§ Exercise brief
List all the lines in these records that hold "clone".

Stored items
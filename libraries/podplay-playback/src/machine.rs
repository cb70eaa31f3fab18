//! Playback state machine - core orchestration
//!
//! Owns the authoritative [`PlaybackSession`] and reconciles user intent,
//! engine events and poll ticks into it. Each call runs to completion and
//! publishes a fresh [`PlayerSnapshot`] when it changed anything.

use crate::{
    engine::{EngineSignal, MediaEngine, MediaEngineAdapter},
    error::{PlaybackError, Result},
    events::{EngineEvent, PlayerInput, PlayerSnapshot, UserCommand},
    monitor::{ErrorMonitor, NotificationSink},
    poller::{PollToken, ProgressPoller, Ticker},
    seek::SeekController,
    session::PlaybackSession,
    types::{PlaybackPhase, PlaybackRequest, PlayerConfig, SessionId},
};
use tokio::sync::{mpsc::UnboundedSender, watch};
use tracing::{debug, info};

pub struct PlaybackStateMachine {
    config: PlayerConfig,
    session: PlaybackSession,
    adapter: MediaEngineAdapter,
    poller: ProgressPoller,
    seek: SeekController,
    monitor: ErrorMonitor,
    snapshots: watch::Sender<PlayerSnapshot>,
}

impl PlaybackStateMachine {
    /// Create an unloaded state machine
    ///
    /// `inputs` is the channel engine listeners report into; whoever owns the
    /// receiving end feeds the inputs back through [`dispatch`](Self::dispatch).
    pub fn new(
        config: PlayerConfig,
        engine: Box<dyn MediaEngine>,
        ticker: Box<dyn Ticker>,
        notifier: Box<dyn NotificationSink>,
        inputs: UnboundedSender<PlayerInput>,
    ) -> Self {
        let session = PlaybackSession::unloaded(SessionId::INITIAL, None);
        let (snapshots, _) = watch::channel(PlayerSnapshot::from_session(&session));
        Self {
            adapter: MediaEngineAdapter::new(engine, inputs),
            poller: ProgressPoller::new(ticker, config.poll_interval()),
            seek: SeekController::new(),
            monitor: ErrorMonitor::new(notifier, config.failure_message.clone()),
            session,
            snapshots,
            config,
        }
    }

    pub fn session(&self) -> &PlaybackSession {
        &self.session
    }

    pub fn phase(&self) -> PlaybackPhase {
        self.session.phase()
    }

    pub fn snapshot(&self) -> PlayerSnapshot {
        PlayerSnapshot::from_session(&self.session)
    }

    /// Receiver that observes every published snapshot
    pub fn subscribe(&self) -> watch::Receiver<PlayerSnapshot> {
        self.snapshots.subscribe()
    }

    /// Token of the live poll timer, if sampling
    pub fn poll_token(&self) -> Option<PollToken> {
        self.poller.token()
    }

    pub fn is_polling(&self) -> bool {
        self.poller.is_running()
    }

    pub fn is_scrubbing(&self) -> bool {
        self.seek.is_scrubbing()
    }

    /// Session the engine listener is registered for
    pub fn bound_session(&self) -> Option<SessionId> {
        self.adapter.bound_session()
    }

    /// Process one input turn
    pub fn dispatch(&mut self, input: PlayerInput) -> Result<()> {
        match input {
            PlayerInput::Request(request) => self.load(request),
            PlayerInput::Command(command) => return self.command(command),
            PlayerInput::Engine { session, event } => {
                self.handle_engine_event(session, event);
            }
            PlayerInput::Tick(token) => {
                self.handle_tick(token);
            }
        }
        Ok(())
    }

    pub fn command(&mut self, command: UserCommand) -> Result<()> {
        match command {
            UserCommand::TogglePlayPause => self.toggle_play_pause(),
            UserCommand::SkipBack => self.skip_back(),
            UserCommand::SkipForward => self.skip_forward(),
            UserCommand::SeekRelative(delta) => self.seek_relative(delta),
            UserCommand::SeekPreview(target) => self.seek_preview(target),
            UserCommand::SeekCommit(target) => self.seek_commit(target),
        }
    }

    /// Bind a new episode, or unload when the request has no audio location
    ///
    /// The previous binding and poll timer are released before the new
    /// session exists. Requesting the location and source reference that are
    /// already bound is a no-op unless the player is errored or unloaded.
    pub fn load(&mut self, request: PlaybackRequest) {
        let location = request.location_str();
        let live = matches!(
            self.session.phase(),
            PlaybackPhase::Loading | PlaybackPhase::Playing | PlaybackPhase::Paused
        );
        if live
            && location.is_some()
            && self.adapter.bound_location() == location
            && self.session.source_reference() == request.source_reference.as_deref()
        {
            debug!(session = %self.session.id(), "source already bound, ignoring request");
            return;
        }

        self.poller.stop();
        self.seek.cancel();
        let id = self.session.id().next();

        match location {
            None => {
                self.adapter.unbind();
                self.session = PlaybackSession::unloaded(id, request.source_reference.clone());
                info!(session = %id, "player unloaded");
            }
            Some(location) => {
                self.adapter.rebind(id, location);
                let mut session = PlaybackSession::loading(id, &request);
                if session.take_autoplay() {
                    self.adapter.play();
                    session.await_start();
                }
                info!(
                    session = %id,
                    location,
                    source = session.source_reference().unwrap_or_default(),
                    autoplay = request.autoplay,
                    "loading source"
                );
                self.session = session;
            }
        }
        self.publish();
    }

    /// Pause while playing, resume while paused
    pub fn toggle_play_pause(&mut self) -> Result<()> {
        match self.session.phase() {
            PlaybackPhase::Playing => {
                self.adapter.pause();
                self.enter_paused();
            }
            PlaybackPhase::Paused => {
                if self.adapter.has_ended() {
                    self.seek.rewind(&mut self.session, &mut self.adapter);
                } else {
                    self.seek.abandon(&mut self.session, &self.adapter);
                }
                self.adapter.play();
                self.enter_playing();
            }
            phase => return Err(PlaybackError::ControlsDisabled { phase }),
        }
        self.publish();
        Ok(())
    }

    pub fn seek_relative(&mut self, delta: f64) -> Result<()> {
        self.seek
            .seek_relative(delta, &mut self.session, &mut self.adapter, &mut self.poller)?;
        self.publish();
        Ok(())
    }

    pub fn skip_back(&mut self) -> Result<()> {
        self.seek_relative(-self.config.skip_back_seconds)
    }

    pub fn skip_forward(&mut self) -> Result<()> {
        self.seek_relative(self.config.skip_forward_seconds)
    }

    /// Scrub in progress: update the displayed position only
    pub fn seek_preview(&mut self, target: f64) -> Result<()> {
        self.seek
            .preview(target, &mut self.session, &mut self.poller)?;
        self.publish();
        Ok(())
    }

    /// Scrub released: reposition the engine
    pub fn seek_commit(&mut self, target: f64) -> Result<()> {
        self.seek.commit(
            target,
            &mut self.session,
            &mut self.adapter,
            &mut self.poller,
        )?;
        self.publish();
        Ok(())
    }

    /// Apply an engine event registered for `session`
    ///
    /// Returns true if the event changed the session. Events from a
    /// superseded binding are discarded.
    pub fn handle_engine_event(&mut self, session: SessionId, event: EngineEvent) -> bool {
        let Some(signal) = self.adapter.translate(session, event) else {
            return false;
        };

        let changed = match signal {
            EngineSignal::Ready => self.on_ready(),
            EngineSignal::Started => self.on_started(),
            EngineSignal::Paused => self.on_paused(),
            EngineSignal::Buffering(buffering) => self.on_buffering(buffering),
            EngineSignal::Ended => self.on_ended(),
            EngineSignal::Failed(detail) => {
                let bound = self.adapter.bound_session().is_some();
                let failed = self
                    .monitor
                    .observe(detail, &mut self.session, &mut self.poller, bound);
                if failed {
                    self.seek.cancel();
                }
                failed
            }
        };
        if changed {
            self.publish();
        }
        changed
    }

    /// Apply a poll tick; returns true if the position or duration moved
    pub fn handle_tick(&mut self, token: PollToken) -> bool {
        let changed = self
            .poller
            .sample(token, &mut self.session, &self.adapter);
        if changed {
            self.publish();
        }
        changed
    }

    /// Release the poll timer and the engine listener
    pub fn release(&mut self) {
        self.poller.stop();
        self.adapter.detach();
    }

    fn on_ready(&mut self) -> bool {
        match self.session.phase() {
            PlaybackPhase::Loading | PlaybackPhase::Playing | PlaybackPhase::Paused => {}
            _ => return false,
        }
        let mut changed = self.session.set_duration(self.adapter.duration());
        if self.session.phase() == PlaybackPhase::Loading && !self.session.awaiting_start() {
            self.enter_paused();
            changed = true;
        }
        changed
    }

    fn on_started(&mut self) -> bool {
        match self.session.phase() {
            PlaybackPhase::Loading | PlaybackPhase::Paused => {
                self.session.set_duration(self.adapter.duration());
                self.enter_playing();
                true
            }
            _ => false,
        }
    }

    fn on_paused(&mut self) -> bool {
        if self.session.phase() != PlaybackPhase::Playing {
            return false;
        }
        self.enter_paused();
        true
    }

    fn on_buffering(&mut self, buffering: bool) -> bool {
        match self.session.phase() {
            PlaybackPhase::Loading | PlaybackPhase::Playing | PlaybackPhase::Paused => {
                self.session.set_buffering(buffering)
            }
            _ => false,
        }
    }

    fn on_ended(&mut self) -> bool {
        if self.session.phase() != PlaybackPhase::Playing {
            return false;
        }
        // Position stays at the last sampled value
        self.enter_paused();
        self.session.set_buffering(false);
        debug!(session = %self.session.id(), "episode finished");
        true
    }

    fn enter_playing(&mut self) {
        self.session.set_phase(PlaybackPhase::Playing);
        if !self.seek.is_scrubbing() {
            self.poller.start(self.session.id());
        }
        debug!(session = %self.session.id(), "playing");
    }

    fn enter_paused(&mut self) {
        self.poller.stop();
        self.session.set_phase(PlaybackPhase::Paused);
        debug!(session = %self.session.id(), "paused");
    }

    fn publish(&self) {
        self.snapshots
            .send_replace(PlayerSnapshot::from_session(&self.session));
    }
}

impl Drop for PlaybackStateMachine {
    fn drop(&mut self) {
        self.release();
    }
}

§ Answer to this exercise
            monitor: ErrorMonitor::new(notifier, config.failure_message.clone()),
                self.session = PlaybackSession::unloaded(id, request.source_reference.clone());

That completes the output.